Homilia: Esperança e ânimo! (Mc 13, 24-32)

Para os especialistas no Evangelho de Marcos, muito provavelmente, essa narrativa diz respeito ao terceiro dia de Jesus em Jerusalém. No fim da tarde, já no Jardim das Oliveiras, Ele ensinou a quatro discípulos seus, inclusive os primeiros que foram chamados, conforme está escrito em Mc 1, 16-20, os dilemas que deveriam enfrentar todos os homens e mulheres que, na posteridade, abraçariam a causa do Reino de seu Pai.

Tais catástrofes não representam uma reportagem jornalística, tampouco querem nos amedrontar; antes, querem só, e somente só, nos deixar despertos nas atitudes do coração, e, sobretudo, querem provocar um exame de consciência acerca de nossa conduta de vida.

Jesus tinha consciência que sua hora se aproximava e, portanto, precisava voltar para o Pai. Entretanto, sabia que não seria uma missão fácil e prazerosa para seus discípulos darem continuidade a este trabalho missionário e evangélico. Pois, logo mais, tribulações apareceriam, tentações surgiriam, catástrofes se levantariam; e, nessas horas, o que deveriam fazer os cristãos? Estes deveriam estar repletos de alento, de esperança e de tranquilidade interior, confiantes de que Deus continuaria presente onde quer que estivessem.

Durante a história, diversos poderes se levantaram para calar e asfixiar os cristãos e a comunidade de Jesus, mas, nenhum deles durou por muito tempo. Todos caíram e drástico foi o seu fim. Hoje se encontram enterrados definitivamente nos escombros da história, sem direito algum de serem celebrados, rememorados e, tampouco, imitados.

As imagens usadas na dissertação da narrativa compõem o gênero literário apocalíptico. Este não quer causar apenas uma perplexidade barata frente aos cristãos. Nem tem pretensão de querer converter alguém pelo medo ou coagir pela força. Antes, quer injetar esperança, ânimo e tranquilidade interior, ainda que nossos dias sejam vividos num caos total e desumano.
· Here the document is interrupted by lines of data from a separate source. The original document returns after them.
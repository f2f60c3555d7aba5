#![deny(missing_docs)]
#![doc = env!("CARGO_PKG_DESCRIPTION")]

/// Error types for I/O operations.
pub mod error;

/// High-level image reading and writing functions.
///
/// See [`functional::read_image_rgba32f`] for automatic format detection.
pub mod functional;

pub use crate::error::IoError;
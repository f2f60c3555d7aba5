//! Side-by-side comparison of the reference image and the warped modern image.
//!
//! All modes take straight-alpha RGBA `f32` images in `[0, 1]` of identical size. A warped
//! pixel with alpha 0 carries no data: it never replaces the reference in slider and ghost
//! modes and produces no difference in diff mode.

use serde::{Deserialize, Serialize};

use crate::parallel;
use rephoto_image::{ImageError, Rgba32F};

/// Direction of the slider split.
#[derive(Clone, Copy, Debug, Default, PartialEq, Eq, Serialize, Deserialize)]
#[serde(rename_all = "camelCase")]
pub enum SliderOrientation {
    /// Split along x; the warped image is revealed from the left.
    #[default]
    Vertical,
    /// Split along y; the warped image is revealed from the top.
    Horizontal,
}

/// Visualization of the reference and warped images.
#[derive(Clone, Copy, Debug, PartialEq, Serialize, Deserialize)]
#[serde(tag = "mode", rename_all = "camelCase")]
pub enum CompositeMode {
    /// Warped image before the split position, reference image after it.
    Slider {
        /// Split position as a fraction of the width (or height), `[0, 1]`.
        position: f32,
        /// Split direction.
        #[serde(default)]
        orientation: SliderOrientation,
    },
    /// Alpha blend of the two images.
    Ghost {
        /// Weight of the warped image, `[0, 1]`.
        alpha: f32,
    },
    /// Absolute per-channel difference.
    Diff {
        /// Pixels whose largest channel difference is below this value become black.
        threshold: f32,
        /// Amplification applied to the difference, `>= 0`.
        gain: f32,
        /// Map the difference magnitude to a heat ramp instead of per-channel values.
        colorize: bool,
    },
}

impl Default for CompositeMode {
    fn default() -> Self {
        CompositeMode::Slider {
            position: 0.5,
            orientation: SliderOrientation::Vertical,
        }
    }
}

impl CompositeMode {
    /// Vertical slider at `position`.
    pub fn slider(position: f32) -> Self {
        CompositeMode::Slider {
            position,
            orientation: SliderOrientation::Vertical,
        }
    }

    /// Ghost blend with the default opacity of 0.5.
    pub fn ghost() -> Self {
        CompositeMode::Ghost { alpha: 0.5 }
    }

    /// Plain difference map: no threshold, unit gain, no colors.
    pub fn diff() -> Self {
        CompositeMode::Diff {
            threshold: 0.0,
            gain: 1.0,
            colorize: false,
        }
    }

    /// The same mode with every parameter clamped to its range.
    pub fn clamped(self) -> Self {
        let unit = |v: f32| if v.is_nan() { 0.0 } else { v.clamp(0.0, 1.0) };
        match self {
            CompositeMode::Slider {
                position,
                orientation,
            } => CompositeMode::Slider {
                position: unit(position),
                orientation,
            },
            CompositeMode::Ghost { alpha } => CompositeMode::Ghost { alpha: unit(alpha) },
            CompositeMode::Diff {
                threshold,
                gain,
                colorize,
            } => CompositeMode::Diff {
                threshold: unit(threshold),
                gain: if gain.is_nan() { 1.0 } else { gain.max(0.0) },
                colorize,
            },
        }
    }
}

/// `(1 - w) * a + w * b` on every channel; exact for `w` of 0 or 1.
#[inline]
fn mix(a: &[f32], b: &[f32], w: f32, out: &mut [f32]) {
    for ((o, &pa), &pb) in out.iter_mut().zip(a).zip(b) {
        *o = (1.0 - w) * pa + w * pb;
    }
}

/// Black to red to yellow to white.
#[inline]
fn heat_ramp(m: f32) -> [f32; 3] {
    let m = m.clamp(0.0, 1.0) * 3.0;
    [m.min(1.0), (m - 1.0).clamp(0.0, 1.0), (m - 2.0).clamp(0.0, 1.0)]
}

/// Combine the reference image `a` and the warped image `b`.
///
/// # Arguments
///
/// * `a` - The reference image, RGBA.
/// * `b` - The warped image in the reference frame, RGBA.
/// * `mode` - The visualization; parameters are clamped to their ranges.
///
/// # Errors
///
/// Returns [`ImageError::InvalidImageSize`] if the images differ in size.
pub fn composite(a: &Rgba32F, b: &Rgba32F, mode: CompositeMode) -> Result<Rgba32F, ImageError> {
    if a.size() != b.size() {
        return Err(ImageError::InvalidImageSize(
            a.width(),
            a.height(),
            b.width(),
            b.height(),
        ));
    }

    let mut dst = Rgba32F::from_size_val(a.size(), 0.0)?;

    match mode.clamped() {
        CompositeMode::Slider {
            position,
            orientation,
        } => {
            let (width, height) = (a.width() as f32, a.height() as f32);
            parallel::par_iter_rows_two_indexed(a, b, &mut dst, |y, row_a, row_b, row_dst| {
                let row_in_b = (y as f32 + 0.5) < position * height;
                row_a
                    .chunks_exact(4)
                    .zip(row_b.chunks_exact(4))
                    .zip(row_dst.chunks_exact_mut(4))
                    .enumerate()
                    .for_each(|(x, ((pa, pb), pd))| {
                        let in_b = match orientation {
                            SliderOrientation::Vertical => (x as f32 + 0.5) < position * width,
                            SliderOrientation::Horizontal => row_in_b,
                        };
                        if in_b {
                            mix(pa, pb, pb[3], pd);
                        } else {
                            pd.copy_from_slice(pa);
                        }
                    });
            });
        }
        CompositeMode::Ghost { alpha } => {
            parallel::par_iter_rows_pixel_two(a, b, &mut dst, |pa, pb, pd| {
                mix(pa, pb, alpha * pb[3], pd);
            });
        }
        CompositeMode::Diff {
            threshold,
            gain,
            colorize,
        } => {
            parallel::par_iter_rows_pixel_two(a, b, &mut dst, |pa, pb, pd| {
                let weight = pb[3];
                let mut diff = [0.0f32; 3];
                for (d, (&ca, &cb)) in diff.iter_mut().zip(pa.iter().zip(pb)) {
                    *d = (ca - cb).abs() * weight;
                }
                let magnitude = diff.iter().cloned().fold(0.0, f32::max);

                if weight <= 0.0 || magnitude < threshold {
                    pd.copy_from_slice(&[0.0, 0.0, 0.0, 1.0]);
                    return;
                }

                let rgb = if colorize {
                    heat_ramp(magnitude * gain)
                } else {
                    diff.map(|d| (d * gain).min(1.0))
                };
                pd[..3].copy_from_slice(&rgb);
                pd[3] = 1.0;
            });
        }
    }

    Ok(dst)
}

#[cfg(test)]
mod tests {
    use super::*;
    use approx::assert_relative_eq;
    use rephoto_image::ImageSize;

    const SIZE: ImageSize = ImageSize {
        width: 8,
        height: 6,
    };

    fn solid(pixel: [f32; 4]) -> Result<Rgba32F, ImageError> {
        Rgba32F::from_size_pixel(SIZE, pixel)
    }

    fn textured(seed: f32) -> Result<Rgba32F, ImageError> {
        let data = (0..SIZE.area())
            .flat_map(|i| {
                let v = ((i as f32 * 0.37 + seed).sin() + 1.0) / 2.0;
                [v, 1.0 - v, v * 0.5, 1.0]
            })
            .collect();
        Rgba32F::new(SIZE, data)
    }

    #[test]
    fn slider_extremes() -> Result<(), ImageError> {
        let (a, b) = (textured(0.0)?, textured(1.3)?);
        for orientation in [SliderOrientation::Vertical, SliderOrientation::Horizontal] {
            let at = |position| CompositeMode::Slider {
                position,
                orientation,
            };
            assert_eq!(composite(&a, &b, at(0.0))?, a);
            assert_eq!(composite(&a, &b, at(1.0))?, b);
            // out of range positions are clamped
            assert_eq!(composite(&a, &b, at(-3.0))?, a);
            assert_eq!(composite(&a, &b, at(7.0))?, b);
        }
        Ok(())
    }

    #[test]
    fn slider_splits_at_position() -> Result<(), ImageError> {
        let a = solid([1.0, 0.0, 0.0, 1.0])?;
        let b = solid([0.0, 0.0, 1.0, 1.0])?;
        let out = composite(&a, &b, CompositeMode::slider(0.5))?;
        assert_eq!(out.pixel(3, 0)?, b.pixel(3, 0)?);
        assert_eq!(out.pixel(4, 0)?, a.pixel(4, 0)?);

        let out = composite(
            &a,
            &b,
            CompositeMode::Slider {
                position: 0.5,
                orientation: SliderOrientation::Horizontal,
            },
        )?;
        assert_eq!(out.pixel(7, 2)?, b.pixel(7, 2)?);
        assert_eq!(out.pixel(0, 3)?, a.pixel(0, 3)?);
        Ok(())
    }

    #[test]
    fn slider_transparent_b_shows_a() -> Result<(), ImageError> {
        let a = textured(0.0)?;
        let b = solid([0.0; 4])?;
        assert_eq!(composite(&a, &b, CompositeMode::slider(1.0))?, a);
        Ok(())
    }

    #[test]
    fn ghost_blends() -> Result<(), ImageError> {
        let a = solid([1.0, 0.0, 0.2, 1.0])?;
        let b = solid([0.0, 1.0, 0.6, 1.0])?;
        let out = composite(&a, &b, CompositeMode::ghost())?;
        let p = out.pixel(5, 5)?;
        assert_relative_eq!(p[0], 0.5);
        assert_relative_eq!(p[1], 0.5);
        assert_relative_eq!(p[2], 0.4);
        assert_relative_eq!(p[3], 1.0);

        // half transparent b contributes half as much
        let b = solid([0.0, 1.0, 0.6, 0.5])?;
        let out = composite(&a, &b, CompositeMode::Ghost { alpha: 1.0 })?;
        assert_relative_eq!(out.pixel(0, 0)?[0], 0.5);

        let b = solid([0.0; 4])?;
        assert_eq!(composite(&a, &b, CompositeMode::Ghost { alpha: 1.0 })?, a);
        Ok(())
    }

    #[test]
    fn diff_of_identical_images_is_black() -> Result<(), ImageError> {
        let a = textured(0.4)?;
        let out = composite(&a, &a, CompositeMode::diff())?;
        for p in out.as_slice().chunks_exact(4) {
            assert_eq!(p, &[0.0, 0.0, 0.0, 1.0]);
        }
        Ok(())
    }

    #[test]
    fn diff_threshold_and_gain() -> Result<(), ImageError> {
        let a = solid([0.5, 0.5, 0.5, 1.0])?;
        let b = solid([0.6, 0.5, 0.2, 1.0])?;

        let out = composite(
            &a,
            &b,
            CompositeMode::Diff {
                threshold: 0.0,
                gain: 2.0,
                colorize: false,
            },
        )?;
        let p = out.pixel(1, 1)?;
        assert_relative_eq!(p[0], 0.2, epsilon = 1e-6);
        assert_relative_eq!(p[1], 0.0);
        assert_relative_eq!(p[2], 0.6, epsilon = 1e-6);

        let out = composite(
            &a,
            &b,
            CompositeMode::Diff {
                threshold: 0.5,
                gain: 2.0,
                colorize: false,
            },
        )?;
        assert_eq!(out.pixel(1, 1)?, &[0.0, 0.0, 0.0, 1.0]);
        Ok(())
    }

    #[test]
    fn diff_colorize_uses_heat_ramp() -> Result<(), ImageError> {
        let a = solid([0.0, 0.0, 0.0, 1.0])?;
        let b = solid([1.0, 1.0, 1.0, 1.0])?;
        let out = composite(
            &a,
            &b,
            CompositeMode::Diff {
                threshold: 0.0,
                gain: 1.0,
                colorize: true,
            },
        )?;
        assert_eq!(out.pixel(0, 0)?, &[1.0, 1.0, 1.0, 1.0]);
        assert_eq!(heat_ramp(0.0), [0.0, 0.0, 0.0]);
        assert_eq!(heat_ramp(1.0 / 3.0), [1.0, 0.0, 0.0]);
        Ok(())
    }

    #[test]
    fn diff_transparent_b_is_zero() -> Result<(), ImageError> {
        let a = textured(0.0)?;
        let b = solid([0.0; 4])?;
        let out = composite(&a, &b, CompositeMode::diff())?;
        assert!(out
            .as_slice()
            .chunks_exact(4)
            .all(|p| p == [0.0, 0.0, 0.0, 1.0]));
        Ok(())
    }

    #[test]
    fn size_mismatch() -> Result<(), ImageError> {
        let a = solid([0.0; 4])?;
        let b = Rgba32F::from_size_val([2, 2].into(), 0.0)?;
        assert_eq!(
            composite(&a, &b, CompositeMode::default()),
            Err(ImageError::InvalidImageSize(8, 6, 2, 2))
        );
        Ok(())
    }

    #[test]
    fn mode_serde() -> Result<(), serde_json::Error> {
        let json = serde_json::to_string(&CompositeMode::ghost())?;
        assert_eq!(json, r#"{"mode":"ghost","alpha":0.5}"#);
        let mode: CompositeMode = serde_json::from_str(r#"{"mode":"slider","position":0.25}"#)?;
        assert_eq!(mode, CompositeMode::slider(0.25));
        Ok(())
    }
}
Jesus sabia que as estruturas do velho e carcomido mundo, mais cedo ou mais tarde, desapareceriam, e, quando isto acontecesse, seus discípulos deveriam estar preparados, prontos, engravidados de alento, ânimo e paz. Pois somente assim, o Reino poderia estabelecer suas bases, fincar suas raízes e dar seus frutos. Porém, para varrer as estruturas do velho mundo, se fazia, e se faz, necessário estruturar e consertar as estruturas no mundo de cada eu humano.

Afinal de contas, esse é o objetivo primordial da liturgia celebrada dominicalmente: “Glorificar a Deus e revolucionar nosso próprio eu”, colocando, no terreno do coração, atitudes novas, retificando costumes errados, conduta estreita, hábitos irracionais, até que se chegue à estatura de Cristo, conforme deseja o Apóstolo Paulo.

Naquele tempo, usava-se muito a linguagem apocalíptica, composta por diversas simbologias, algumas de difícil entendimento e compreensão. A Missa também usa muitos símbolos, contudo, ao participar dela, todos podem entender seu recado e compreender sua linguagem: Deus, através de seu Espírito Santo, se dá todo inteiro em Jesus. Doação esta perceptível: na Palavra proclamada, no Pão transubstanciado e nos irmãos reunidos.